Beberapa penyakit seperti anoreksia, diabetes, diare kronis,penyakit ginjal dan hati.
Sedangkan untuk faktor resiko osteoporosis yang dapat diubah diantaranya adalah:
a. Berhenti merokok
b. Kurangi konsumsi alkohol,
c. Segera atasi kekurangan asupan kalsium
d. Lakukan program latihan fisik, menambah berat badan bagi yang kekurangan berat
badan (kurus)
e. Hindari penggunaan obat-obatan steroid, fenobarbital, fenitoin
4. Tanda Gejala
Umumya, kepadatan tulang setiap orang mencapai puncaknya ketika berada di sekitar
usia 20-an. Saat mulai memasuki usia sekitar 35 tahun, komposisi dan kekuatan tulang mulai
melemah. Hal tersebut kemudian terus berlanjut seiring bertambahnya usia, yang membuat
komposisi tulang mulai menipis secara perlahan. Di usia ini, tulang tidak lagi membentuk
komposisi dan jaringan untuk menghasilkan struktur baru. Jika kondisi tersebut berlangsung
terus-menerus, tulang akan semakin keropos yang akhirnya mengakibatkan osteoporosis.
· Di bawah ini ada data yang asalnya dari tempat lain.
use bevy_ecs::{bundle::Bundle, component::Component, entity::Entity, resource::Resource};
use glam::Vec3;
use rand::rngs::SmallRng;
use strum_macros::EnumIter;

use crate::audio::Sound;
use crate::constants::{boost, hunger as hunger_consts, score};
use crate::render::SceneKind;

/// A tag component for the entity controlled by the player.
#[derive(Default, Component)]
pub struct PlayerControlled;

/// World-space position.
#[derive(Component, Debug, Clone, Copy, PartialEq)]
pub struct Position(pub Vec3);

/// Horizontal facing angle in radians. Yaw 0 faces +Z, positive is
/// counter-clockwise.
#[derive(Component, Debug, Clone, Copy, PartialEq, Default)]
pub struct Yaw(pub f32);

/// Cosmetic pitch/roll, derived each frame from motion. Never simulated.
#[derive(Component, Debug, Clone, Copy, PartialEq, Default)]
pub struct Attitude {
    pub pitch: f32,
    pub roll: f32,
}

/// Current forward speed, exponentially smoothed toward the cruise target.
#[derive(Component, Debug, Clone, Copy, PartialEq)]
pub struct FlightSpeed {
    pub current: f32,
}

/// Vertical velocity with air damping; the lift half of the flight model.
#[derive(Component, Debug, Clone, Copy, PartialEq, Default)]
pub struct VerticalVelocity(pub f32);

/// Randomized idle-animation state for floating collectibles, fixed at
/// spawn time.
#[derive(Debug, Clone, Copy, PartialEq)]
pub struct FloatAnim {
    /// Phase offset so entities never bob in lockstep.
    pub phase: f32,
    /// Spin rate around the vertical axis, radians per second.
    pub spin_speed: f32,
    /// Height the bob oscillates around.
    pub base_height: f32,
}

/// Idle-animation state for speed rings, which face the world center
/// instead of spinning.
#[derive(Debug, Clone, Copy, PartialEq)]
pub struct RingAnim {
    pub phase: f32,
    pub base_height: f32,
    /// Fixed yaw facing the world origin, set at spawn.
    pub facing: f32,
}

/// The kind tag used for respawn triggers and population accounting.
#[derive(Debug, Clone, Copy, PartialEq, Eq, Hash, EnumIter)]
pub enum CollectibleKind {
    Donut,
    GoldenDonut,
    SpeedRing,
}

/// A collectible in the world. One variant per kind, each with its own
/// fixed field set; dispatch is by sum type, not by optional-field probing.
#[derive(Component, Debug, Clone, Copy, PartialEq)]
pub enum Collectible {
    Donut(FloatAnim),
    Golden(FloatAnim),
    Ring(RingAnim),
}

impl Collectible {
    pub fn kind(&self) -> CollectibleKind {
        match self {
            Collectible::Donut(_) => CollectibleKind::Donut,
            Collectible::Golden(_) => CollectibleKind::GoldenDonut,
            Collectible::Ring(_) => CollectibleKind::SpeedRing,
        }
    }

    /// Flamingos only ever steal regular donuts.
    pub fn is_plain_donut(&self) -> bool {
        matches!(self, Collectible::Donut(_))
    }

    /// Base score awarded on pickup, before the boost multiplier.
    pub fn score_value(&self) -> u32 {
        match self {
            Collectible::Donut(_) => score::DONUT_POINTS,
            Collectible::Golden(_) => score::GOLDEN_POINTS,
            Collectible::Ring(_) => 0,
        }
    }

    /// Hunger restored on pickup.
    pub fn hunger_restore(&self) -> f32 {
        match self {
            Collectible::Donut(_) => hunger_consts::DONUT_RESTORE,
            Collectible::Golden(_) => hunger_consts::GOLDEN_RESTORE,
            Collectible::Ring(_) => 0.0,
        }
    }

    pub fn pickup_sound(&self) -> Sound {
        match self {
            Collectible::Donut(_) => Sound::Pickup,
            Collectible::Golden(_) => Sound::GoldenPickup,
            Collectible::Ring(_) => Sound::Boost,
        }
    }

    pub fn scene_kind(&self) -> SceneKind {
        match self {
            Collectible::Donut(_) => SceneKind::Donut,
            Collectible::Golden(_) => SceneKind::GoldenDonut,
            Collectible::Ring(_) => SceneKind::SpeedRing,
        }
    }
}

/// An autonomous donut-stealing agent. Population is fixed at world init;
/// flamingos are never despawned or respawned.
#[derive(Component, Debug, Clone, Copy, PartialEq)]
pub struct Flamingo {
    /// Pursuit speed, randomized at spawn and fixed for the agent's
    /// lifetime.
    pub speed: f32,
    /// Remembered target donut. Generational ids make stale references
    /// detectable; the AI re-validates before every dereference.
    pub target: Option<Entity>,
}

/// Distance threshold below which proximity to the player counts as a
/// pickup.
#[derive(Component, Debug, Clone, Copy, PartialEq)]
pub struct Collider {
    pub radius: f32,
}

/// Marker components for collision filtering.
#[derive(Component)]
pub struct PlayerCollider;

#[derive(Component)]
pub struct ItemCollider;

/// Short-lived visual feedback entity. Not gameplay-authoritative.
#[derive(Component, Debug, Clone, Copy, PartialEq)]
pub struct Particle {
    pub velocity: Vec3,
    /// Downward acceleration; zero for drifting trail particles.
    pub gravity: f32,
}

/// Remaining opacity of an effect entity; despawned at zero.
#[derive(Component, Debug, Clone, Copy, PartialEq)]
pub struct Fade {
    pub opacity: f32,
    /// Opacity lost per second.
    pub rate: f32,
}

/// What the renderer should draw for this entity. The scene-attach system
/// turns this into a live scene object.
#[derive(Component, Debug, Clone, Copy, PartialEq, Eq)]
pub struct Visual(pub SceneKind);

/// Handle of this entity's object in the external scene graph.
#[derive(Component, Debug, Clone, Copy, PartialEq, Eq)]
pub struct SceneNode(pub crate::render::SceneId);

#[derive(Bundle)]
pub struct PlayerBundle {
    pub player: PlayerControlled,
    pub position: Position,
    pub yaw: Yaw,
    pub attitude: Attitude,
    pub speed: FlightSpeed,
    pub vertical: VerticalVelocity,
    pub player_collider: PlayerCollider,
    pub visual: Visual,
}

#[derive(Bundle)]
pub struct CollectibleBundle {
    pub collectible: Collectible,
    pub position: Position,
    pub yaw: Yaw,
    pub collider: Collider,
    pub item_collider: ItemCollider,
    pub visual: Visual,
}

#[derive(Bundle)]
pub struct FlamingoBundle {
    pub flamingo: Flamingo,
    pub position: Position,
    pub yaw: Yaw,
    pub visual: Visual,
}

#[derive(Resource)]
pub struct GlobalState {
    pub exit: bool,
}

/// High-level stage of the simulation. `GameOver` is terminal: the loop
/// stops re-arming and the world must be rebuilt to play again.
#[derive(Resource, Debug, Clone, Copy, PartialEq, Eq, Default)]
pub enum GameStage {
    #[default]
    Playing,
    GameOver,
}

impl GameStage {
    pub fn is_playing(&self) -> bool {
        matches!(self, GameStage::Playing)
    }
}

/// Monotonically non-decreasing score. Displayed, never consulted by
/// gameplay logic.
#[derive(Resource, Debug, Default)]
pub struct ScoreResource(pub u32);

/// Elapsed real time of the current frame, the only simulation clock.
#[derive(Resource, Debug, Clone, Copy)]
pub struct DeltaTime {
    pub seconds: f32,
}

/// Total elapsed simulation time; drives closed-form idle animations.
#[derive(Resource, Debug, Clone, Copy, Default)]
pub struct SimClock {
    pub elapsed: f32,
}

/// The depleting survival resource.
#[derive(Resource, Debug, Clone, Copy)]
pub struct Hunger {
    pub value: f32,
}

impl Default for Hunger {
    fn default() -> Self {
        Self {
            value: hunger_consts::MAX_HUNGER,
        }
    }
}

impl Hunger {
    /// Adds (or removes, for negative `amount`) hunger, clamped to the
    /// meter range.
    pub fn add(&mut self, amount: f32) {
        self.value = (self.value + amount).clamp(0.0, hunger_consts::MAX_HUNGER);
    }

    pub fn percent(&self) -> f32 {
        self.value / hunger_consts::MAX_HUNGER * 100.0
    }

    pub fn is_depleted(&self) -> bool {
        self.value <= 0.0
    }
}

/// The speed-boost countdown. Active exactly while `remaining > 0`.
#[derive(Resource, Debug, Clone, Copy, Default)]
pub struct SpeedBoost {
    pub remaining: f32,
}

impl SpeedBoost {
    /// Resets the countdown to the full duration. Re-triggering while
    /// active resets rather than stacks.
    pub fn activate(&mut self) {
        self.remaining = boost::DURATION;
    }

    pub fn active(&self) -> bool {
        self.remaining > 0.0
    }

    /// Counts down, clamped at zero.
    pub fn tick(&mut self, delta: f32) {
        self.remaining = (self.remaining - delta).max(0.0);
    }
}

/// Seedable RNG for all gameplay randomness, so tests are deterministic.
#[derive(Resource)]
pub struct GameRng(pub SmallRng);

/// Chase-camera state, written by the camera system and pushed to the
/// renderer by the scene-sync system.
#[derive(Resource, Debug, Clone, Copy, Default)]
pub struct CameraState(pub crate::render::CameraPose);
Pada tahap awal, penyakit ini biasanya tidak menunjukkan gejala tertentu. Dalam
beberapa kasus, orang yang kondisi tulangnya sudah keropos bahkan tidak mengetahui secara
pasti kondisi mereka, sampai sudah benar-benar mengalami patah tulang. Gejala utama dari
osteoporosis yang bisa terasa adalah tulang mudah patah karena insiden kecil, seperti terjatuh,
terpeleset, dan lain sebagainya. Akan tetapi, seiring berjalannya waktu dapat muncul
beberapa gejala osteoporosis yang meliputi:
 Nyeri tulang punggung bawah
 Nyeri leher
 Postur tubuh bungkuk
 Penurunan tinggi badan secara bertahap
 Mudah sekali mengalami patah tulang
5. Diagnosis
Penyakit osteoporosis kerap baru terdiagnosis setelah terjadi keretakan tulang.
Pemeriksaan dengan rontgen atau sinar-X berguna untuk mengidentifikasi keretakan tulang,
tapi bukanlah metode yang tepat untuk mengukur kepadatan tulang. Jika Anda berisiko tinggi
terkena osteoporosis, Anda disarankan untuk memeriksa kepadatan tulang dengan
pemindaian DEXA (absorpsiometri sinar X dengan energi ganda).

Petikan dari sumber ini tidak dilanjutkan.